COURT OF APPEAL OF THE STATE OF CALIFORNIA THIRD APPELLATE DISTRICT (Tehama)
Dec 28, 2018
No. C085830 (Cal. Ct. App. Dec. 28, 2018)

Opinion

C085830

12-28-2018

THE PEOPLE, Plaintiff and Respondent, v. DAVID MORENO, Defendant and Appellant.


NOT TO BE PUBLISHED California Rules of Court, rule 8.1115(a), prohibits courts and parties from citing or relying on opinions not certified for publication or ordered published, except as specified by rule 8.1115(b). This opinion has not been certified for publication or ordered published for purposes of rule 8.1115. (Super. Ct. Nos. NCR94023, 17CR000822)

In exchange for a stipulated sentence, defendant David Moreno pleaded guilty to transporting a controlled substance for sale and admitted to violating probation. On appeal, he contends the trial court (1) violated the terms of his plea agreement by imposing a prison term instead of a jail term, (2) failed to award all custody credits to which he was entitled, and (3) imposed an unauthorized sentence by adding penalty assessments to a lab fee and a drug program fee. Part of defendant's custody credit claim has merit. But because the trial court has already corrected the award of custody credits, we will affirm the judgment.

BACKGROUND

The 2014 case, NCR94023

On September 16, 2014, defendant pleaded no contest to four counts: two counts of possessing a firearm as a felon, one count of carrying a loaded firearm, and one count of carrying a loaded firearm with intent to commit a felony (the 2014 case). The trial court suspended imposition of sentence and granted defendant three years' probation. It also ordered defendant to serve one year in jail and awarded 537 days of custody credit (269 actual; 268 conduct).

The 2017 case, 17CR000822

On March 10, 2017, defendant was pulled over while driving and found with 13.9 grams of methamphetamine, a digital scale, a pay/owe sheet, and empty bags. He was held in custody for two days following his arrest. On March 30, 2017, an amended complaint was filed (the 2017 case).

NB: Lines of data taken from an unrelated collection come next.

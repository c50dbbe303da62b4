//! Shared plumbing for the JSON codecs: typed field accessors that produce the kernel's exact
//! decode errors, and the serializer entry points used by every encoder in the crate.

use std::io;

use serde::Serialize;
use serde_json::{Map, Value};

use crate::{Error, KernelResult};

mod formatter;

pub use formatter::IndentedFormatter;

/// Borrow `value` as a JSON object, or fail with a "non-object" error naming `what`.
pub(crate) fn as_object<'a>(
    what: &'static str,
    value: &'a Value,
) -> KernelResult<&'a Map<String, Value>> {
    value.as_object().ok_or_else(|| Error::non_object(what, value))
}

/// Fetch a required field of any type.
pub(crate) fn get<'a>(property: &str, node: &'a Map<String, Value>) -> KernelResult<&'a Value> {
    node.get(property)
        .ok_or_else(|| Error::missing_field("field", property))
}

pub(crate) fn get_string<'a>(
    property: &str,
    node: &'a Map<String, Value>,
) -> KernelResult<&'a str> {
    let value = node
        .get(property)
        .ok_or_else(|| Error::missing_field("string", property))?;
    value
        .as_str()
        .ok_or_else(|| Error::invalid_field_value("a string", property, value))
}

pub(crate) fn get_string_or_null<'a>(
    property: &str,
    node: &'a Map<String, Value>,
) -> KernelResult<Option<&'a str>> {
    match node.get(property) {
        None | Some(Value::Null) => Ok(None),
        Some(_) => get_string(property, node).map(Some),
    }
}

pub(crate) fn get_long(property: &str, node: &Map<String, Value>) -> KernelResult<i64> {
    let value = node
        .get(property)
        .ok_or_else(|| Error::missing_field("long", property))?;
    value
        .as_i64()
        .ok_or_else(|| Error::invalid_field_value("a long", property, value))
}

/// Like [`get_long`], but for quantities that can never be negative (counts, sizes, durations).
pub(crate) fn get_unsigned_long(property: &str, node: &Map<String, Value>) -> KernelResult<u64> {
    let value = node
        .get(property)
        .ok_or_else(|| Error::missing_field("long", property))?;
    value
        .as_u64()
        .ok_or_else(|| Error::invalid_field_value("a long", property, value))
}

pub(crate) fn get_int(property: &str, node: &Map<String, Value>) -> KernelResult<i32> {
    let value = node
        .get(property)
        .ok_or_else(|| Error::missing_field("int", property))?;
    value
        .as_i64()
        .and_then(|v| i32::try_from(v).ok())
        .ok_or_else(|| Error::invalid_field_value("an integer", property, value))
}

pub(crate) fn get_int_or_null(
    property: &str,
    node: &Map<String, Value>,
) -> KernelResult<Option<i32>> {
    match node.get(property) {
        None | Some(Value::Null) => Ok(None),
        Some(_) => get_int(property, node).map(Some),
    }
}

pub(crate) fn get_bool(property: &str, node: &Map<String, Value>) -> KernelResult<bool> {
    let value = node
        .get(property)
        .ok_or_else(|| Error::missing_field("boolean", property))?;
    value
        .as_bool()
        .ok_or_else(|| Error::invalid_field_value("a boolean", property, value))
}

/// Serialize `value` into `writer`, either compact or with the kernel's indented layout.
pub(crate) fn write_to<W, T>(writer: W, value: &T, pretty: bool) -> KernelResult<()>
where
    W: io::Write,
    T: ?Sized + Serialize,
{
    // encoding failures are values JSON cannot represent, not malformed input
    if pretty {
        let mut ser = serde_json::Serializer::with_formatter(writer, IndentedFormatter::new());
        value.serialize(&mut ser).map_err(Error::generic)
    } else {
        let mut ser = serde_json::Serializer::new(writer);
        value.serialize(&mut ser).map_err(Error::generic)
    }
}

/// Serialize `value` to a string, either compact or with the kernel's indented layout.
pub(crate) fn to_string<T: ?Sized + Serialize>(value: &T, pretty: bool) -> KernelResult<String> {
    let mut buf = Vec::with_capacity(256);
    write_to(&mut buf, value, pretty)?;
    // serde_json only ever emits valid UTF-8
    String::from_utf8(buf).map_err(Error::generic)
}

Defendant stipulated to a factual basis in the police report.

On July 6, 2017, a petition to revoke defendant's probation was filed. The petition alleged that on March 10, 2017, defendant was arrested for possessing and transporting a controlled substance for sale, and on March 14, 2017, defendant was again arrested for possessing a controlled substance. The petition was later amended to allege defendant was also arrested on July 11, 2017 for possessing methamphetamine.

Starting on July 11, 2017, defendant was in custody on both the 2014 case and the 2017 case. Bail was set at $75,000 for the 2014 case, and $150,000 for the 2017 case.

By August, a resolution was reached. The trial court confirmed with defendant: "There is a stipulated agreement you would be serving two years state prison. It is two years on this case and two years on the probation violation concurrent in exchange for less time and dismissal of everything else. [¶] Is that your understanding and agreement, [defendant]?" Defendant answered, "Yes." The court later admonished: "If you are sent to state prison, it is two years."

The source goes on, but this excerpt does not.